A Bird’s Tale

The Exciting Birds of Pop-up Ponds

Wed, 03/23/2022 - 8:30am

Birders often talk about their favorite birding “patches.” By that they mean the local places that they regularly frequent. Often these are not the well-known birding hotspots but some small park, preserve, or other location that is close enough and accessible enough that it is easy to stop by frequently.

Readers of this column may have surmised that one of our favorite birding “patches” is an area of farm fields in Richmond. We enjoyed seeing a rough-legged hawk there this winter and were surprised that an American kestrel was able to make it through the cold temps as well. Later in the spring we will expect to see and hear the sizzling songs of savannah sparrows with their yellowish eyelines and short tails, and the bubbling songs of male bobolinks decked out in black, white, and gold.

This time of year, though, we love the excitement of checking what we call our “pop-up pond”--the shallow ephemeral wetland pond that forms in one low place beside the road. After significant rains the pond spreads out to make a rough circle of perhaps 200-300 yards in diameter. It is likely only about two feet deep at the center, and most of it is probably just inches deep. And it sometimes only lasts for a day or two.

After the last rain a few days ago, we stopped by at this temporary puddle and there along the farther edge, with the ever-present mallards, were seven handsome wood ducks, our second sighting of the year as we had just seen our first ones only 30 minutes before over in the Kennebec River. Today when we checked our little ephemeral pond, we were blessed with two American wigeon and nine resplendent green-winged teal. Two killdeer were strolling along its edges as well.

This little pop-up pond, when it’s there, can be amazingly productive for birds. Last spring, we saw bufflehead on it one day and northern pintail another. In April we have seen lesser and greater yellowlegs together in that same spot, with swarms of tree swallows and barn swallows overhead.

It is only if you visit a place frequently that you may even know that a temporary wetland pond can form there. These transient wetlands clearly are important for birds that need a place to stop, rest, and feed in migration, even if only for a few hours.

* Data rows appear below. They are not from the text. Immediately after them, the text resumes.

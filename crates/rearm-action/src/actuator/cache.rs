//! Process-local cache of per-user actuator connections.

use std::collections::HashMap;
use std::sync::{Arc, Mutex, MutexGuard, PoisonError};

use super::Actuator;

/// Live actuator connections keyed by user id.
///
/// Entries are never persisted. They go away on [`clear`](Self::clear) or
/// when the process exits.
#[derive(Default)]
pub struct ConnectionCache {
    entries: Mutex<HashMap<String, Arc<dyn Actuator>>>,
}

impl ConnectionCache {
    pub fn new() -> Self {
        Self::default()
    }

    fn lock(&self) -> MutexGuard<'_, HashMap<String, Arc<dyn Actuator>>> {
        self.entries.lock().unwrap_or_else(PoisonError::into_inner)
    }

    pub fn get(&self, user_id: &str) -> Option<Arc<dyn Actuator>> {
        self.lock().get(user_id).cloned()
    }

    pub fn set(&self, user_id: &str, actuator: Arc<dyn Actuator>) {
        self.lock().insert(user_id.to_string(), actuator);
    }

    /// Drop the user's connection. Returns whether one was cached.
    pub fn clear(&self, user_id: &str) -> bool {
        self.lock().remove(user_id).is_some()
    }

    pub fn clear_all(&self) {
        self.lock().clear();
    }

    pub fn len(&self) -> usize {
        self.lock().len()
    }

    pub fn is_empty(&self) -> bool {
        self.len() == 0
    }
}

impl std::fmt::Debug for ConnectionCache {
    fn fmt(&self, f: &mut std::fmt::Formatter<'_>) -> std::fmt::Result {
        f.debug_struct("ConnectionCache")
            .field("entries", &self.len())
            .finish()
    }
}
//! Scheduling and reconciliation engine for Rearm.
//!
//! The scheduler records a pending mode change and enqueues a delayed
//! message; the queue worker hands due messages to the reconciler, which
//! validates them against the stored event and drives the alarm through the
//! actuator adapter with bounded retries.

pub mod actuator;
pub mod error;
pub mod reconciler;
pub mod registration;
pub mod retry;
pub mod scheduler;
pub mod state_machine;
pub mod worker;

pub use actuator::{
    Actuator, ActuatorConnector, ActuatorProvider, ConnectionCache, SessionFactory,
    SimulatedAlarm, SimulatedVendor,
};
pub use error::{ActuatorError, ReconcileError, RegistrationError, SchedulerError};
pub use reconciler::{IgnoreReason, Outcome, Reconciler};
pub use registration::Registrar;
pub use retry::{RetryOutcome, RetryPolicy};
pub use scheduler::Scheduler;
pub use worker::{BatchReport, QueueWorker, WorkerSettings};
//! Shared state handed to every route handler.

use std::sync::Arc;
use std::time::Instant;

use rearm_action::Registrar;
use rearm_core::config::RearmConfig;
use rearm_skill::SkillRouter;
use rearm_storage::EventStore;

#[derive(Clone)]
pub struct AppState {
    pub config: Arc<RearmConfig>,
    pub skill: Arc<SkillRouter>,
    pub registrar: Registrar,
    pub store: EventStore,
    /// Bearer token required on `/v1` routes.
    pub api_token: String,
    /// Port the server actually binds; browser origins are allowed for it.
    pub port: u16,
    pub start_time: Instant,
}

impl AppState {
    pub fn new(
        config: RearmConfig,
        skill: SkillRouter,
        registrar: Registrar,
        store: EventStore,
        api_token: impl Into<String>,
    ) -> Self {
        Self {
            port: config.general.port,
            config: Arc::new(config),
            skill: Arc::new(skill),
            registrar,
            store,
            api_token: api_token.into(),
            start_time: Instant::now(),
        }
    }

    /// Bind to `port` instead of the configured one.
    pub fn with_port(mut self, port: u16) -> Self {
        self.port = port;
        self
    }
}
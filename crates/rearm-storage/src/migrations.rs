//! Database schema migrations.
//!
//! Applies the initial schema: the generic record table shared by the event
//! and credential tables, the delay queue, and its dead-letter table.

use rusqlite::Connection;
use tracing::info;

use rearm_core::error::RearmError;

/// Run all pending database migrations.
pub fn run_migrations(conn: &Connection) -> Result<(), RearmError> {
    conn.execute_batch(
        "CREATE TABLE IF NOT EXISTS schema_migrations (
            version     INTEGER PRIMARY KEY NOT NULL,
            name        TEXT NOT NULL,
            applied_at  INTEGER NOT NULL DEFAULT (strftime('%s', 'now'))
        );",
    )
    .map_err(|e| RearmError::Storage(format!("Failed to create migrations table: {}", e)))?;

    let current_version: i64 = conn
        .query_row(
            "SELECT COALESCE(MAX(version), 0) FROM schema_migrations",
            [],
            |row| row.get(0),
        )
        .map_err(|e| RearmError::Storage(format!("Failed to query migration version: {}", e)))?;

    if current_version < 1 {
        apply_v1(conn)?;
        info!("Applied migration v1: initial_schema");
    }

    Ok(())
}

/// Version 1: Initial schema.
fn apply_v1(conn: &Connection) -> Result<(), RearmError> {
    conn.execute_batch(
        "
        -- Latest value per (logical table, user). Overwritten in place.
        CREATE TABLE IF NOT EXISTS records (
            tbl         TEXT NOT NULL,
            id          TEXT NOT NULL,
            value       TEXT NOT NULL,
            updated_at  TEXT NOT NULL,
            PRIMARY KEY (tbl, id)
        );

        -- Delay queue. A row is deliverable once visible_at (unix ms) has passed.
        CREATE TABLE IF NOT EXISTS delayed_messages (
            id              TEXT PRIMARY KEY NOT NULL,
            attributes      TEXT NOT NULL,
            body            TEXT NOT NULL DEFAULT '',
            visible_at      INTEGER NOT NULL,
            receive_count   INTEGER NOT NULL DEFAULT 0,
            receipt         TEXT,
            enqueued_at     INTEGER NOT NULL
        );

        CREATE INDEX IF NOT EXISTS idx_delayed_messages_visible
            ON delayed_messages (visible_at ASC);

        CREATE TABLE IF NOT EXISTS dead_letters (
            id              TEXT PRIMARY KEY NOT NULL,
            attributes      TEXT NOT NULL,
            body            TEXT NOT NULL DEFAULT '',
            receive_count   INTEGER NOT NULL,
            reason          TEXT NOT NULL,
            dead_at         INTEGER NOT NULL
        );

        INSERT INTO schema_migrations (version, name) VALUES (1, 'initial_schema');
        ",
    )
    .map_err(|e| RearmError::Storage(format!("Migration v1 failed: {}", e)))?;

    Ok(())
}

#[cfg(test)]
mod tests {
    use super::*;

    #[test]
    fn test_migrations_are_idempotent() {
        let conn = Connection::open_in_memory().unwrap();
        run_migrations(&conn).unwrap();
        run_migrations(&conn).unwrap();

        let version: i64 = conn
            .query_row("SELECT MAX(version) FROM schema_migrations", [], |row| {
                row.get(0)
            })
            .unwrap();
        assert_eq!(version, 1);
    }

    #[test]
    fn test_records_primary_key_is_table_and_id() {
        let conn = Connection::open_in_memory().unwrap();
        run_migrations(&conn).unwrap();
        conn.execute(
            "INSERT INTO records (tbl, id, value, updated_at) VALUES ('events', 'u1', '{}', 'now')",
            [],
        )
        .unwrap();
        conn.execute(
            "INSERT INTO records (tbl, id, value, updated_at) VALUES ('credentials_listener', 'u1', '{}', 'now')",
            [],
        )
        .unwrap();
        let dup = conn.execute(
            "INSERT INTO records (tbl, id, value, updated_at) VALUES ('events', 'u1', '{}', 'now')",
            [],
        );
        assert!(dup.is_err());
    }
}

We have noticed the same type of phenomena far away from Maine and in the very different and usually incredibly hot and dry environment of Aruba, Bonaire, and Curaçao. These arid islands that lie just off the coast of Venezuela can sometimes go months without significant rain. When the rain does come, it can quickly pool up on the landscape to form small temporary shallow ponds, on the islands,  typically called salinas. Within days these salinas can be filled with shorebirds. The deeper, longer lasting of these suddenly appearing ponds can host wintering blue-winged teal and, if they last long enough, nesting white-cheeked pintails as well as pied-billed and least grebes.

Just as vernal pools are vital places for breeding salamanders and frogs and aquatic insects, pop-up ponds and other kinds of appearing-out-of-nowhere wetland ponds are important for migrating (and in some places, for breeding) birds. Birders who know where they form can also have the fun of checking them during and after rain events to make cool discoveries of birds that they might not have expected.

Hope you are all enjoying your favorite birding “patches” as much as we are!

Jeffrey V. Wells, Ph.D., is a Fellow of the Cornell Lab of Ornithology and Vice President of Boreal Conservation for National Audubon. Dr. Wells is one of the nation's leading bird experts and conservation biologists and author of the “Birder’s Conservation Handbook.” His grandfather, the late John Chase, was a columnist for the Boothbay Register for many years. Allison Childs Wells, formerly of the Cornell Lab of Ornithology, is a senior director at the Natural Resources Council of Maine, a nonprofit membership organization working statewide to protect the nature of Maine. Both are widely published natural history writers and are the authors of the popular books, “Maine’s Favorite Birds” (Tilbury House) and “Birds of Aruba, Bonaire, and Curaçao: A Site and Field Guide,” (Cornell University Press).